**EXERCISE:** Whenever a line in the data holds the string "PathBuf", copy that line.

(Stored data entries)
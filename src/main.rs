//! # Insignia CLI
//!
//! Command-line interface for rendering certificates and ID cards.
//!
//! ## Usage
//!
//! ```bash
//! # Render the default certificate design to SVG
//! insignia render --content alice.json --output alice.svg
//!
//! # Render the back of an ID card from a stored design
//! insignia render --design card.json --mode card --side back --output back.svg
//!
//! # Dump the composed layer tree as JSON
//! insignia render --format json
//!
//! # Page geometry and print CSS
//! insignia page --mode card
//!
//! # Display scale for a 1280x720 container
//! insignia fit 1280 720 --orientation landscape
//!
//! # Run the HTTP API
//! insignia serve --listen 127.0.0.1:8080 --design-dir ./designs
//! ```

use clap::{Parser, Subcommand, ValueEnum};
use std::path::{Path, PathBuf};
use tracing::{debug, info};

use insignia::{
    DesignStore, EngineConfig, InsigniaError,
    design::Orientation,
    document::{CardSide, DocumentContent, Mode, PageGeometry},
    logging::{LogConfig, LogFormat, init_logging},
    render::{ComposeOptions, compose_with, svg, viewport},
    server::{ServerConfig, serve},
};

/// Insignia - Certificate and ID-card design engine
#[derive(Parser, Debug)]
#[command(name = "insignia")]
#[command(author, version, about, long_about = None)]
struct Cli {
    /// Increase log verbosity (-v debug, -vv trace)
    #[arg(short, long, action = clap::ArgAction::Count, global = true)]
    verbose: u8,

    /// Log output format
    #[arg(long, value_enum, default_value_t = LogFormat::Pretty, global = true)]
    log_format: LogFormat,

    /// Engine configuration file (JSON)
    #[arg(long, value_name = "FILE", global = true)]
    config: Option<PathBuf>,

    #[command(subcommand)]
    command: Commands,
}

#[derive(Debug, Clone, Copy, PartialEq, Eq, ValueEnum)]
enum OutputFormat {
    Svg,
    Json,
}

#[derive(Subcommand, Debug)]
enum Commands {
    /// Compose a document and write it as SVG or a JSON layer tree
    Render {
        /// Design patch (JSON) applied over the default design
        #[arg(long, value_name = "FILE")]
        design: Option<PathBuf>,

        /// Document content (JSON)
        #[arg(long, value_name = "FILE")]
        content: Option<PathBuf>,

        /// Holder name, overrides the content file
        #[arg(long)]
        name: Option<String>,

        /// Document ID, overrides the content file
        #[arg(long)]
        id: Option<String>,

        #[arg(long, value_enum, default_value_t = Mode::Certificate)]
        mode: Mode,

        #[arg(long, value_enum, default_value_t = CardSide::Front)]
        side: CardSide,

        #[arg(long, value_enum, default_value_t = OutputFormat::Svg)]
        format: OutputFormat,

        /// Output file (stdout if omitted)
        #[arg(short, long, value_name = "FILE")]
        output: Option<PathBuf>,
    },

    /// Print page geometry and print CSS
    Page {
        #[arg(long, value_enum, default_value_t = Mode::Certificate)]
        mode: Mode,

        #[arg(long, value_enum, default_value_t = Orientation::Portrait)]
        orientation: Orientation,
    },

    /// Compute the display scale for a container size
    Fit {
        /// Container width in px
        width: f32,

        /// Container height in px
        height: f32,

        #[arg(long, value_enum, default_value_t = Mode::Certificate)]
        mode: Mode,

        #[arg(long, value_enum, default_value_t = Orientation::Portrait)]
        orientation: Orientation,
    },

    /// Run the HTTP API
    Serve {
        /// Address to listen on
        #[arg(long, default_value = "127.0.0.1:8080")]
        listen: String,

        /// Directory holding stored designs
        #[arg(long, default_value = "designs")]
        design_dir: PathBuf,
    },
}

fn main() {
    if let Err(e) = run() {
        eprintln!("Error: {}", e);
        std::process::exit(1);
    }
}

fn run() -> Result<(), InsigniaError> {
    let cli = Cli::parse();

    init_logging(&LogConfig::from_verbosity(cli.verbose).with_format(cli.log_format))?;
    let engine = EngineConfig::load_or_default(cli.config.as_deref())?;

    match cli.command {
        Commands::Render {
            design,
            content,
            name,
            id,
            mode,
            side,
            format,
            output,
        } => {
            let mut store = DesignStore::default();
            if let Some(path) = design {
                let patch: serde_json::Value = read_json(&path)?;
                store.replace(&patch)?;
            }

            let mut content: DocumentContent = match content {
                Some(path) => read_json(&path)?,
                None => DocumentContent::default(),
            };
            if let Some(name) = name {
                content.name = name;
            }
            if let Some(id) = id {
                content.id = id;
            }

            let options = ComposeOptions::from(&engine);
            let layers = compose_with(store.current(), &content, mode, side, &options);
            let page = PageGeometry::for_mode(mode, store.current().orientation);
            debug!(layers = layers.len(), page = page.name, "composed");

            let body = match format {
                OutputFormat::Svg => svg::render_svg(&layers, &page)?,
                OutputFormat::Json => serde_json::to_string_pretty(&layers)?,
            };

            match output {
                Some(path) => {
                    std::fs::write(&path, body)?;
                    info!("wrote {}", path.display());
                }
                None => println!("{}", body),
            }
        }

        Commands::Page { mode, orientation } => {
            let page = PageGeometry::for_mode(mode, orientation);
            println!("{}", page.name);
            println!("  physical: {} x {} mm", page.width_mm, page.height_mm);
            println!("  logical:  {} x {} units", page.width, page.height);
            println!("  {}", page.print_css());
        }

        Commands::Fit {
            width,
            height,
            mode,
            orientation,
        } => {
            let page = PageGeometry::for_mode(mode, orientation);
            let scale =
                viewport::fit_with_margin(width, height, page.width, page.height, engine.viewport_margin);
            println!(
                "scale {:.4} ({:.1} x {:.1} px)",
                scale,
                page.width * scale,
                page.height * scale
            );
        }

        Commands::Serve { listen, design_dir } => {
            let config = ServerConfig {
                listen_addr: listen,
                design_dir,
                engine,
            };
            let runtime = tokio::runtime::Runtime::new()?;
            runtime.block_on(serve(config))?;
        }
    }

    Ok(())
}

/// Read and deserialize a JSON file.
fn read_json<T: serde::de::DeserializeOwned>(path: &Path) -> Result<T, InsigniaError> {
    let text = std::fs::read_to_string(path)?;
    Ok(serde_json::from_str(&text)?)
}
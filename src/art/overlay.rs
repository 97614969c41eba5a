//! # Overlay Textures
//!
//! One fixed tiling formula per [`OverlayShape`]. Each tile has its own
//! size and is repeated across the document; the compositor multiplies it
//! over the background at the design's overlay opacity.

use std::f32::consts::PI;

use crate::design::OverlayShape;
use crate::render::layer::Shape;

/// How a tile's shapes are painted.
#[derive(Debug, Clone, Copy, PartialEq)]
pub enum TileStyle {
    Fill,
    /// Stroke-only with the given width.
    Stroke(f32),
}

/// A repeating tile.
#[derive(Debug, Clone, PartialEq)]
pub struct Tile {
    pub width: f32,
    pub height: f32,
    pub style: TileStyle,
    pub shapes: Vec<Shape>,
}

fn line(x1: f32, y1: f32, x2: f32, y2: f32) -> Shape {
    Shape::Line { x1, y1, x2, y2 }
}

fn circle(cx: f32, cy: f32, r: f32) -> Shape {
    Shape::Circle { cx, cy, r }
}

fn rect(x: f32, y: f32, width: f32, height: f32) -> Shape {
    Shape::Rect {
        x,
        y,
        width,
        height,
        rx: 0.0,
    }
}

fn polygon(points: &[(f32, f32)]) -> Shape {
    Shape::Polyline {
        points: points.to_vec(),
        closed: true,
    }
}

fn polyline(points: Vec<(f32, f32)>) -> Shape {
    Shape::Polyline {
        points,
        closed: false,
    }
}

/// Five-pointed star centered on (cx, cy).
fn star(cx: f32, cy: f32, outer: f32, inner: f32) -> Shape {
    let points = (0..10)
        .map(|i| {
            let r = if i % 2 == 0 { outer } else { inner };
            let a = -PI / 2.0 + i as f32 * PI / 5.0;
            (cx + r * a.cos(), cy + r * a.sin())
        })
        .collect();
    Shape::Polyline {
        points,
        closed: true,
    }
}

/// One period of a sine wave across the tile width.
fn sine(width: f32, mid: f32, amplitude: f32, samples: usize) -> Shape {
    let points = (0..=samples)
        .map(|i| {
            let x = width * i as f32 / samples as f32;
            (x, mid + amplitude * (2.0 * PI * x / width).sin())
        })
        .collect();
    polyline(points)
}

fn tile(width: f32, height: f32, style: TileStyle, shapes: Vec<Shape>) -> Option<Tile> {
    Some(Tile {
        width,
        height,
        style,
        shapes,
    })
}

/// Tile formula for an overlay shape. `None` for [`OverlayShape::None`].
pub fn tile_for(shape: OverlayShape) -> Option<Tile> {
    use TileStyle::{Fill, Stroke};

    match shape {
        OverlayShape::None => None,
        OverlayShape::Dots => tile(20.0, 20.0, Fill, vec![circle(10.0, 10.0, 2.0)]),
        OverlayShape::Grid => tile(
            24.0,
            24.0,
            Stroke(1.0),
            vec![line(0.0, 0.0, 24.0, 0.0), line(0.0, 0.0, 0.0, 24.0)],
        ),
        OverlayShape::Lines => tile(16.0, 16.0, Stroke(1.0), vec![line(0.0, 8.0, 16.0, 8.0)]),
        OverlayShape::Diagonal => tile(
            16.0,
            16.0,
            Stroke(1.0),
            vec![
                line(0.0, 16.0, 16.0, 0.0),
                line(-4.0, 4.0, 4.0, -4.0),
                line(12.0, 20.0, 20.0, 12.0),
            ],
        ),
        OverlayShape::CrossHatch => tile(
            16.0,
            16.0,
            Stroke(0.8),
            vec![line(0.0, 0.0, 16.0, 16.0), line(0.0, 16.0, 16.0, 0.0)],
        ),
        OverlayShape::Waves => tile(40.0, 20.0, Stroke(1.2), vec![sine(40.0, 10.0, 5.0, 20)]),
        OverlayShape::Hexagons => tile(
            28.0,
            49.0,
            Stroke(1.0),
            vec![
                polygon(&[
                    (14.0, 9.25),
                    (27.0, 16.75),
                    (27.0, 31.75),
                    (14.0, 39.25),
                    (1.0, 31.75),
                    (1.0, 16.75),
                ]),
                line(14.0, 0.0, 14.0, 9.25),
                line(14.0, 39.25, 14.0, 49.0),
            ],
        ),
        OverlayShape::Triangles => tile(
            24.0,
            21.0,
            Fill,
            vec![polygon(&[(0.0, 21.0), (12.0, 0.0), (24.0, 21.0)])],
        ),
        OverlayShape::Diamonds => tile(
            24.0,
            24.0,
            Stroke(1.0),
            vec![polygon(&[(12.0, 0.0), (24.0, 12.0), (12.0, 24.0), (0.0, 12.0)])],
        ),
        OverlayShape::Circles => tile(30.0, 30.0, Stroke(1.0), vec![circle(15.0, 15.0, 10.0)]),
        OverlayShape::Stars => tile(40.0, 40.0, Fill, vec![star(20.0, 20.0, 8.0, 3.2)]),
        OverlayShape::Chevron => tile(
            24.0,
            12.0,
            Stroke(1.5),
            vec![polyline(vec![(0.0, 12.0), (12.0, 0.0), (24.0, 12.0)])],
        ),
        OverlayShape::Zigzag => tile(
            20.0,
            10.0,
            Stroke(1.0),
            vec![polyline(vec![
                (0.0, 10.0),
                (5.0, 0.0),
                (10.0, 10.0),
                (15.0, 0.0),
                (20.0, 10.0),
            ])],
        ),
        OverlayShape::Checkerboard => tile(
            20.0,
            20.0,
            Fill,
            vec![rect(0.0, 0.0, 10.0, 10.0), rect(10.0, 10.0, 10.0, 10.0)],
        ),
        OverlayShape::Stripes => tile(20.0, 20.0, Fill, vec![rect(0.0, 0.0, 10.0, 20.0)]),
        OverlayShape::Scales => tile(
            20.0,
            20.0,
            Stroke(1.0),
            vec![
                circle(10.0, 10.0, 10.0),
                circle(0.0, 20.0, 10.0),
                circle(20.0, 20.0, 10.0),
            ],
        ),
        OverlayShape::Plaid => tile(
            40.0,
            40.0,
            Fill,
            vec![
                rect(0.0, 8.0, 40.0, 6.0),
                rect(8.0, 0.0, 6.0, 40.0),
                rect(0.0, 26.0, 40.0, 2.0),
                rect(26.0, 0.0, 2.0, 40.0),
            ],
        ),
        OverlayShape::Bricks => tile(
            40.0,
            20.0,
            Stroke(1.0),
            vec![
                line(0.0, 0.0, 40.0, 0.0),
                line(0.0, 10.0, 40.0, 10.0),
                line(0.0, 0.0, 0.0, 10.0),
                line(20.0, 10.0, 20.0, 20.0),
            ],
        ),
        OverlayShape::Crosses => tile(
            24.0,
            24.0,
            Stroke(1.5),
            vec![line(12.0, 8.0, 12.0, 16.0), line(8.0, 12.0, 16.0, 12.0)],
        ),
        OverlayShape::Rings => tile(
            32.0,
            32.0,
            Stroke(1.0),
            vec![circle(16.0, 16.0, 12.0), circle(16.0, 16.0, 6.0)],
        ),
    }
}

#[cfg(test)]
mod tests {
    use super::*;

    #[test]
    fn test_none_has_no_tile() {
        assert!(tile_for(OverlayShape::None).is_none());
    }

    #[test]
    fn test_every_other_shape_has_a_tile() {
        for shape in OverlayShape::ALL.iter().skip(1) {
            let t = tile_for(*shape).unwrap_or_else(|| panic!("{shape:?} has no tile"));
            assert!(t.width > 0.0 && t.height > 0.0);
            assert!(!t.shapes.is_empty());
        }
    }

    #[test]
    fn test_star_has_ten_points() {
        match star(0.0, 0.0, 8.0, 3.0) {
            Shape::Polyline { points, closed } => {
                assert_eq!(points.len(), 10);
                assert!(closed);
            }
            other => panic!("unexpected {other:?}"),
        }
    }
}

**RESPONSE TO THE EXERCISE:**
use std::path::{Path, PathBuf};
    config: Option<PathBuf>,
        design: Option<PathBuf>,
        content: Option<PathBuf>,
        output: Option<PathBuf>,
        design_dir: PathBuf,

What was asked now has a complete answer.